*Data to examine:*
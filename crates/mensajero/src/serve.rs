// SPDX-FileCopyrightText: 2026 Mensajero Contributors
// SPDX-License-Identifier: MIT OR Apache-2.0

//! `mensajero serve` command implementation.
//!
//! Opens the store, builds the [`Logistics`] facade and serves the HTTP API
//! until Ctrl-C, then checkpoints and closes the store.

use std::sync::Arc;

use mensajero_config::MensajeroConfig;
use mensajero_core::MensajeroError;
use mensajero_gateway::{AuthConfig, GatewayState, ServerConfig, start_server};
use mensajero_tracking::Logistics;
use tracing::{info, warn};

/// Runs the `mensajero serve` command.
pub async fn run_serve(config: MensajeroConfig) -> Result<(), MensajeroError> {
    info!(service = %config.service.name, "starting mensajero serve");

    let logistics = Arc::new(Logistics::open(&config).await?);

    let snapshot = logistics.cache().snapshot();
    info!(
        zones = snapshot.zones().len(),
        couriers = snapshot.couriers().len(),
        "reference data loaded"
    );

    if config.gateway.bearer_token.is_none() && !is_loopback(&config.gateway.host) {
        warn!(
            host = %config.gateway.host,
            "gateway is reachable beyond this machine without a bearer token"
        );
    }

    let state = GatewayState {
        logistics: logistics.clone(),
        auth: AuthConfig {
            bearer_token: config.gateway.bearer_token.clone(),
        },
        service_name: config.service.name.clone(),
    };
    let served = start_server(&ServerConfig::from(&config.gateway), state).await;

    logistics.shutdown().await?;
    info!("mensajero stopped");
    served
}

fn is_loopback(host: &str) -> bool {
    host == "localhost"
        || host
            .parse::<std::net::IpAddr>()
            .is_ok_and(|ip| ip.is_loopback())
}
// SPDX-FileCopyrightText: 2026 Mensajero Contributors
// SPDX-License-Identifier: MIT OR Apache-2.0

//! Core library for the Mensajero courier tracker.
//!
//! Provides the error type, the domain types shared by every crate, and the
//! storage adapter trait the tracker is written against.

pub mod error;
pub mod traits;
pub mod types;

pub use error::MensajeroError;
pub use types::{HealthStatus, OutcomeKind, ShipmentState};

pub use traits::{PluginAdapter, StorageAdapter};

#[cfg(test)]
mod tests {
    use super::*;

    #[test]
    fn health_status_variants() {
        let healthy = HealthStatus::Healthy;
        let degraded = HealthStatus::Degraded("slow".into());
        let unhealthy = HealthStatus::Unhealthy("down".into());

        assert_eq!(healthy, HealthStatus::Healthy);
        assert_ne!(degraded, healthy);
        assert_ne!(unhealthy, healthy);
    }

    #[test]
    fn storage_trait_is_object_safe() {
        fn _assert_object(_: &dyn StorageAdapter) {}
        fn _assert_plugin<T: PluginAdapter>() {}
    }
}
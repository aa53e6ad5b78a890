use anyhow::Result;
use axum::body::Body;
use axum::http::{Request, StatusCode};
use axum::Router;
use dropfront::queries::ContractSnapshot;
use dropfront::rpc::RpcClient;
use dropfront::{create_router, AppState, Config};
use serde_json::Value;
use std::sync::Arc;
use tower::ServiceExt;

pub use dropfront::testing::{
    condition, public_sale, FixtureQueries, FixtureSubmitter, ALICE, BOB, DROP,
};

pub fn now_secs() -> u64 {
    std::time::SystemTime::now()
        .duration_since(std::time::UNIX_EPOCH)
        .unwrap_or_default()
        .as_secs()
}


pub struct Storefront {
    pub app: Router,
    pub queries: Arc<FixtureQueries>,
    pub submitter: Arc<FixtureSubmitter>,
}

pub fn storefront(
    config: Config,
    snapshot: ContractSnapshot,
    submitter: FixtureSubmitter,
) -> Result<Storefront> {
    let rpc = Arc::new(RpcClient::new("http://127.0.0.1:1", "http://127.0.0.1:2"));
    let queries = Arc::new(FixtureQueries::new(snapshot));
    let submitter = Arc::new(submitter);
    let state = AppState::new(config, rpc, Arc::clone(&queries), Arc::clone(&submitter))?;
    Ok(Storefront {
        app: create_router(Arc::new(state)),
        queries,
        submitter,
    })
}

/// Storefront config with the fixture drop as default contract.
pub fn config() -> Config {
    Config {
        default_contract: Some(DROP.into()),
        total_supply_contract: String::new(),
        ..Config::default()
    }
}

pub async fn get_json(app: &Router, uri: &str) -> Result<(StatusCode, Value)> {
    let response = app
        .clone()
        .oneshot(Request::builder().uri(uri).body(Body::empty())?)
        .await?;
    let status = response.status();
    let bytes = axum::body::to_bytes(response.into_body(), usize::MAX).await?;
    Ok((status, serde_json::from_slice(&bytes)?))
}

pub async fn post_json(app: &Router, uri: &str, body: Value) -> Result<(StatusCode, Value)> {
    post_json_with(app, uri, body, &[]).await
}

pub async fn post_json_with(
    app: &Router,
    uri: &str,
    body: Value,
    headers: &[(&str, &str)],
) -> Result<(StatusCode, Value)> {
    let mut request = Request::builder()
        .method("POST")
        .uri(uri)
        .header("content-type", "application/json");
    for (name, value) in headers {
        request = request.header(*name, *value);
    }
    let response = app
        .clone()
        .oneshot(request.body(Body::from(serde_json::to_vec(&body)?))?)
        .await?;
    let status = response.status();
    let bytes = axum::body::to_bytes(response.into_body(), usize::MAX).await?;
    Ok((status, serde_json::from_slice(&bytes)?))
}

*Work instruction:* All the records above need to be transcribed exactly and in full.

*Solution to this task:*
filename crates/mensajero/src/serve.rs
// SPDX-FileCopyrightText: 2026 Mensajero Contributors
// SPDX-License-Identifier: MIT OR Apache-2.0

//! `mensajero serve` command implementation.
//!
//! Opens the store, builds the [`Logistics`] facade and serves the HTTP API
//! until Ctrl-C, then checkpoints and closes the store.

use std::sync::Arc;

use mensajero_config::MensajeroConfig;
use mensajero_core::MensajeroError;
use mensajero_gateway::{AuthConfig, GatewayState, ServerConfig, start_server};
use mensajero_tracking::Logistics;
use tracing::{info, warn};

/// Runs the `mensajero serve` command.
pub async fn run_serve(config: MensajeroConfig) -> Result<(), MensajeroError> {
    info!(service = %config.service.name, "starting mensajero serve");

    let logistics = Arc::new(Logistics::open(&config).await?);

    let snapshot = logistics.cache().snapshot();
    info!(
        zones = snapshot.zones().len(),
        couriers = snapshot.couriers().len(),
        "reference data loaded"
    );

    if config.gateway.bearer_token.is_none() && !is_loopback(&config.gateway.host) {
        warn!(
            host = %config.gateway.host,
            "gateway is reachable beyond this machine without a bearer token"
        );
    }

    let state = GatewayState {
        logistics: logistics.clone(),
        auth: AuthConfig {
            bearer_token: config.gateway.bearer_token.clone(),
        },
        service_name: config.service.name.clone(),
    };
    let served = start_server(&ServerConfig::from(&config.gateway), state).await;

    logistics.shutdown().await?;
    info!("mensajero stopped");
    served
}

fn is_loopback(host: &str) -> bool {
    host == "localhost"
        || host
            .parse::<std::net::IpAddr>()
            .is_ok_and(|ip| ip.is_loopback())
}
// SPDX-FileCopyrightText: 2026 Mensajero Contributors
// SPDX-License-Identifier: MIT OR Apache-2.0

//! Core library for the Mensajero courier tracker.
//!
//! Provides the error type, the domain types shared by every crate, and the
//! storage adapter trait the tracker is written against.

pub mod error;
pub mod traits;
pub mod types;

pub use error::MensajeroError;
pub use types::{HealthStatus, OutcomeKind, ShipmentState};

pub use traits::{PluginAdapter, StorageAdapter};

#[cfg(test)]
mod tests {
    use super::*;

    #[test]
    fn health_status_variants() {
        let healthy = HealthStatus::Healthy;
        let degraded = HealthStatus::Degraded("slow".into());
        let unhealthy = HealthStatus::Unhealthy("down".into());

        assert_eq!(healthy, HealthStatus::Healthy);
        assert_ne!(degraded, healthy);
        assert_ne!(unhealthy, healthy);
    }

    #[test]
    fn storage_trait_is_object_safe() {
        fn _assert_object(_: &dyn StorageAdapter) {}
        fn _assert_plugin<T: PluginAdapter>() {}
    }
}
repository aa53e6ad5b78a890
use anyhow::Result;
use axum::body::Body;
use axum::http::{Request, StatusCode};
use axum::Router;
use dropfront::queries::ContractSnapshot;
use dropfront::rpc::RpcClient;
use dropfront::{create_router, AppState, Config};
use serde_json::Value;
use std::sync::Arc;
use tower::ServiceExt;

pub use dropfront::testing::{
    condition, public_sale, FixtureQueries, FixtureSubmitter, ALICE, BOB, DROP,
};

pub fn now_secs() -> u64 {
    std::time::SystemTime::now()
        .duration_since(std::time::UNIX_EPOCH)
        .unwrap_or_default()
        .as_secs()
}


pub struct Storefront {
    pub app: Router,
    pub queries: Arc<FixtureQueries>,
    pub submitter: Arc<FixtureSubmitter>,
}

pub fn storefront(
    config: Config,
    snapshot: ContractSnapshot,
    submitter: FixtureSubmitter,
) -> Result<Storefront> {
    let rpc = Arc::new(RpcClient::new("http://127.0.0.1:1", "http://127.0.0.1:2"));
    let queries = Arc::new(FixtureQueries::new(snapshot));
    let submitter = Arc::new(submitter);
    let state = AppState::new(config, rpc, Arc::clone(&queries), Arc::clone(&submitter))?;
    Ok(Storefront {
        app: create_router(Arc::new(state)),
        queries,
        submitter,
    })
}

/// Storefront config with the fixture drop as default contract.
pub fn config() -> Config {
    Config {
        default_contract: Some(DROP.into()),
        total_supply_contract: String::new(),
        ..Config::default()
    }
}

pub async fn get_json(app: &Router, uri: &str) -> Result<(StatusCode, Value)> {
    let response = app
        .clone()
        .oneshot(Request::builder().uri(uri).body(Body::empty())?)
        .await?;
    let status = response.status();
    let bytes = axum::body::to_bytes(response.into_body(), usize::MAX).await?;
    Ok((status, serde_json::from_slice(&bytes)?))
}

pub async fn post_json(app: &Router, uri: &str, body: Value) -> Result<(StatusCode, Value)> {
    post_json_with(app, uri, body, &[]).await
}

pub async fn post_json_with(
    app: &Router,
    uri: &str,
    body: Value,
    headers: &[(&str, &str)],
) -> Result<(StatusCode, Value)> {
    let mut request = Request::builder()
        .method("POST")
        .uri(uri)
        .header("content-type", "application/json");
    for (name, value) in headers {
        request = request.header(*name, *value);
    }
    let response = app
        .clone()
        .oneshot(request.body(Body::from(serde_json::to_vec(&body)?))?)
        .await?;
    let status = response.status();
    let bytes = axum::body::to_bytes(response.into_body(), usize::MAX).await?;
    Ok((status, serde_json::from_slice(&bytes)?))
}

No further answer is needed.